Many legal issues left out of hearings

WASHINGTON -- For the first time in more than a quarter-century of Supreme Court confirmation hearings, no one asked the nominee about the court's principal test for disputes over the separation of church and state. No one asked about an enduringly controversial decision that allows government to regulate campaign contributions.

In the end, Sonia Sotomayor's reference to TV's Perry Mason spurred more questions than her reference to Marbury v. Madison, the case that established the court's power of judicial review.

News reports last week emphasized how much Sotomayor did not tell. The equal reality is that senators did not ask. The 12 Democrats of the Senate Judiciary Committee appeared to have little interest in hard questions for President Obama's first nominee. The seven Republicans, who seemed to have no chance of derailing the 17-year veteran of the U.S. bench who would be the first Hispanic justice, focused more on Sotomayor's off-bench speeches than the substance of cases.

Sunday, Senate Judiciary Chairman Patrick Leahy, D-Vt., and leading committee Republican Jeff Sessions, R-Ala., made clear that Sotomayor was headed toward confirmation, and they defended their approach in the hearings.

Sessions said it was fair to focus on her off-bench activities, which he deemed "troubling." He told CNN's John King that "people did not press her to answer … about future rulings (because) that would have been improper. … I think we can always learn and do better."

When King speculated that the White House urged Democratic senators not to push the nominee "because if the Democrats start pressing, it opens the door for Republicans to press," Leahy said, "No one in the White House suggested to me what questions I should ask, or I shouldn't ask. … Nobody had any restrictions on what to ask."

For decades, nominees have been reluctant to lay out their views, seeking to appear impartial for future cases and to avoid opposition from senators. The Sotomayor hearing was notable for a lack of meat from the nominee and her questioners.

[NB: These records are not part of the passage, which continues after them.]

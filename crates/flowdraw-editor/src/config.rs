use flowdraw_model::Point;
use serde::{Deserialize, Serialize};

use crate::history::DEFAULT_HISTORY_CAPACITY;

pub const MIN_GRID_SIZE: f64 = 10.0;
pub const MAX_GRID_SIZE: f64 = 50.0;
pub const DEFAULT_GRID_SIZE: f64 = 20.0;

#[derive(Debug, Clone, PartialEq, Serialize, Deserialize)]
#[serde(default, rename_all = "camelCase")]
pub struct EditorConfig {
    pub grid_size: f64,
    pub snap_to_grid: bool,
    pub history_capacity: usize,
    pub allow_self_loop_connections: bool,
    pub spawn_point: Point,
}

impl Default for EditorConfig {
    fn default() -> Self {
        Self {
            grid_size: DEFAULT_GRID_SIZE,
            snap_to_grid: true,
            history_capacity: DEFAULT_HISTORY_CAPACITY,
            allow_self_loop_connections: false,
            spawn_point: Point::new(200.0, 200.0),
        }
    }
}

impl EditorConfig {
    pub fn sanitized(&self) -> Self {
        Self {
            grid_size: clamp_grid_size(self.grid_size),
            history_capacity: self.history_capacity.max(1),
            ..self.clone()
        }
    }
}

pub fn clamp_grid_size(size: f64) -> f64 {
    if size.is_finite() {
        size.clamp(MIN_GRID_SIZE, MAX_GRID_SIZE)
    } else {
        DEFAULT_GRID_SIZE
    }
}
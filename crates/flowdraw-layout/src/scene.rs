use flowdraw_model::{Edge, EdgeId, Graph, Node, NodeId, NodeKind, NodeShape, Point, Selection};

use crate::geometry::{
    Rect, distance, paired_reverse_edge_geometry, self_loop_geometry, straight_edge_endpoints,
};
use crate::style::{EdgeAppearance, Highlight, edge_appearance};

pub const DELETE_AFFORDANCE_RADIUS: f64 = 10.0;
pub const EDGE_DELETE_DROP: f64 = 15.0;

#[derive(Debug, Clone, Copy, PartialEq)]
pub enum EdgePath {
    Line {
        start: Point,
        end: Point,
    },
    Quadratic {
        start: Point,
        control: Point,
        end: Point,
    },
    Cubic {
        start: Point,
        cp1: Point,
        cp2: Point,
        end: Point,
    },
}

impl EdgePath {
    pub fn start(&self) -> Point {
        match *self {
            EdgePath::Line { start, .. }
            | EdgePath::Quadratic { start, .. }
            | EdgePath::Cubic { start, .. } => start,
        }
    }

    pub fn end(&self) -> Point {
        match *self {
            EdgePath::Line { end, .. }
            | EdgePath::Quadratic { end, .. }
            | EdgePath::Cubic { end, .. } => end,
        }
    }

    pub fn points(&self) -> Vec<Point> {
        match *self {
            EdgePath::Line { start, end } => vec![start, end],
            EdgePath::Quadratic {
                start,
                control,
                end,
            } => vec![start, control, end],
            EdgePath::Cubic {
                start,
                cp1,
                cp2,
                end,
            } => vec![start, cp1, cp2, end],
        }
    }

    pub fn point_at(&self, t: f64) -> Point {
        let mt = 1.0 - t;
        match *self {
            EdgePath::Line { start, end } => Point::new(
                start.x + (end.x - start.x) * t,
                start.y + (end.y - start.y) * t,
            ),
            EdgePath::Quadratic {
                start,
                control,
                end,
            } => Point::new(
                mt * mt * start.x + 2.0 * mt * t * control.x + t * t * end.x,
                mt * mt * start.y + 2.0 * mt * t * control.y + t * t * end.y,
            ),
            EdgePath::Cubic {
                start,
                cp1,
                cp2,
                end,
            } => {
                let a = mt * mt * mt;
                let b = 3.0 * mt * mt * t;
                let c = 3.0 * mt * t * t;
                let d = t * t * t;
                Point::new(
                    a * start.x + b * cp1.x + c * cp2.x + d * end.x,
                    a * start.y + b * cp1.y + c * cp2.y + d * end.y,
                )
            }
        }
    }

    pub fn sample(&self, segments: usize) -> Vec<Point> {
        if let EdgePath::Line { start, end } = *self {
            return vec![start, end];
        }
        let segments = segments.max(1);
        (0..=segments)
            .map(|i| self.point_at(i as f64 / segments as f64))
            .collect()
    }

    pub fn end_direction(&self) -> Option<(f64, f64)> {
        let end = self.end();
        let points = self.points();
        let from = points
            .iter()
            .rev()
            .skip(1)
            .find(|p| distance(**p, end) > 1e-9)?;
        let len = distance(*from, end);
        Some(((end.x - from.x) / len, (end.y - from.y) / len))
    }

    pub fn arrowhead(&self, length: f64, half_width: f64) -> Option<[Point; 3]> {
        let (ux, uy) = self.end_direction()?;
        let tip = self.end();
        let base = Point::new(tip.x - ux * length, tip.y - uy * length);
        Some([
            tip,
            Point::new(base.x - uy * half_width, base.y + ux * half_width),
            Point::new(base.x + uy * half_width, base.y - ux * half_width),
        ])
    }
}

#[derive(Debug, Clone, Copy, PartialEq)]
pub struct EdgeGeometry {
    pub path: EdgePath,
    pub label: Point,
}

pub fn node_rect(node: &Node) -> Rect {
    Rect::new(node.x, node.y, node.width, node.height)
}

pub fn edge_geometry(graph: &Graph, edge: &Edge) -> Option<EdgeGeometry> {
    let source = graph.node(&edge.source)?;
    let target = graph.node(&edge.target)?;
    let source_rect = node_rect(source);

    if edge.is_self_loop() {
        let l = self_loop_geometry(&source_rect);
        return Some(EdgeGeometry {
            path: EdgePath::Cubic {
                start: l.start,
                cp1: l.cp1,
                cp2: l.cp2,
                end: l.end,
            },
            label: l.label,
        });
    }

    let (start, end) = straight_edge_endpoints(&source_rect, &node_rect(target));
    if graph.has_reverse_edge(edge) {
        let curve = paired_reverse_edge_geometry(start, end, &edge.source, &edge.target);
        return Some(EdgeGeometry {
            path: EdgePath::Quadratic {
                start: curve.start,
                control: curve.control,
                end: curve.end,
            },
            label: curve.label,
        });
    }

    Some(EdgeGeometry {
        path: EdgePath::Line { start, end },
        label: Point::new((start.x + end.x) / 2.0, (start.y + end.y) / 2.0),
    })
}

#[derive(Debug, Clone, PartialEq)]
pub struct SceneNode {
    pub id: NodeId,
    pub kind: NodeKind,
    pub shape: NodeShape,
    pub rect: Rect,
    pub fill: String,
    pub label: String,
    pub highlight: Highlight,
    pub tool_names: Vec<String>,
}

impl SceneNode {
    pub fn has_tools(&self) -> bool {
        !self.tool_names.is_empty()
    }

    pub fn delete_affordance(&self) -> Option<Point> {
        (self.highlight == Highlight::Selected).then(|| {
            Point::new(self.rect.right() - 2.0, self.rect.top() + 2.0)
        })
    }
}

#[derive(Debug, Clone, PartialEq)]
pub struct SceneEdge {
    pub id: EdgeId,
    pub source: NodeId,
    pub target: NodeId,
    pub path: EdgePath,
    pub label: String,
    pub label_anchor: Point,
    pub appearance: EdgeAppearance,
    pub selected: bool,
}

impl SceneEdge {
    pub fn has_label(&self) -> bool {
        !self.label.is_empty()
    }

    pub fn delete_affordance(&self) -> Option<Point> {
        self.selected
            .then(|| self.label_anchor.offset(0.0, EDGE_DELETE_DROP))
    }
}

#[derive(Debug, Clone, PartialEq, Default)]
pub struct Scene {
    pub nodes: Vec<SceneNode>,
    pub edges: Vec<SceneEdge>,
}

impl Scene {
    pub fn is_empty(&self) -> bool {
        self.nodes.is_empty() && self.edges.is_empty()
    }
}

pub fn layout_scene(graph: &Graph, selection: &Selection) -> Scene {
    let edges = graph
        .edges
        .iter()
        .filter_map(|edge| {
            let geometry = edge_geometry(graph, edge)?;
            let selected = selection.is_edge_selected(&edge.id);
            Some(SceneEdge {
                id: edge.id.clone(),
                source: edge.source.clone(),
                target: edge.target.clone(),
                path: geometry.path,
                label: edge.label.clone(),
                label_anchor: geometry.label,
                appearance: edge_appearance(edge, selected),
                selected,
            })
        })
        .collect();

    let nodes = graph
        .nodes
        .iter()
        .map(|node| {
            let highlight = if selection.is_node_selected(&node.id) {
                Highlight::Selected
            } else if selection.is_node_member(&node.id) {
                Highlight::MultiSelected
            } else {
                Highlight::None
            };
            SceneNode {
                id: node.id.clone(),
                kind: node.kind,
                shape: node.shape,
                rect: node_rect(node),
                fill: node.color.clone(),
                label: node.label.clone(),
                highlight,
                tool_names: graph.tools_of(node).map(|tool| tool.name.clone()).collect(),
            }
        })
        .collect();

    Scene { nodes, edges }
}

Notre Dame law professor Richard Garnett, a former law clerk to Chief Justice William Rehnquist, said he would have wanted Republicans to spend more time on cases. "I was dumbstruck by the fact that the GOP senators spent so little time trying to pin her down."

He said he wanted to know Sotomayor's views on religion, including on a 2002 case that allows publicly financed "vouchers" for parents who want to send their children to religious schools.

Some liberal advocates, such as Nancy Northup of the Center for Reproductive Rights, wanted a more substantive discussion on abortion or equality rights.

Other liberals were simply happy to have Sotomayor, the first nominee of a Democratic president in 15 years, take another step toward confirmation. "She got the job done," Nan Aron of the Alliance for Justice said.

Sotomayor would succeed liberal retired Justice David Souter, and it is unlikely she would shift the bench in a significant way. That fact probably helped lower the temperature in contrast to hearings in 1987 when conservative Robert Bork would have succeeded centrist Lewis Powell, or in 2006 when conservative Samuel Alito was replacing the more moderate Sandra Day O'Connor.

In one question related to campaign-finance law, Sen. Russ Feingold, D-Wis., emphasized the value of federal limits on contributions as he tried to draw out Sotomayor's view. Campaign-finance regulation is a longtime interest of Feingold, and he said he was concerned about the contemporary court's moves to curtail regulation.

When Sotomayor declined to answer, Feingold said, "I probably would say the same thing, if I were in your shoes."

Then, showing that what might be a forum for constitutional debate was more a forum for senators to talk about their interests, Feingold added, "I appreciate the opportunity to express what I wanted to say about that."

Sessions said the GOP would seek to delay the committee vote until July 28.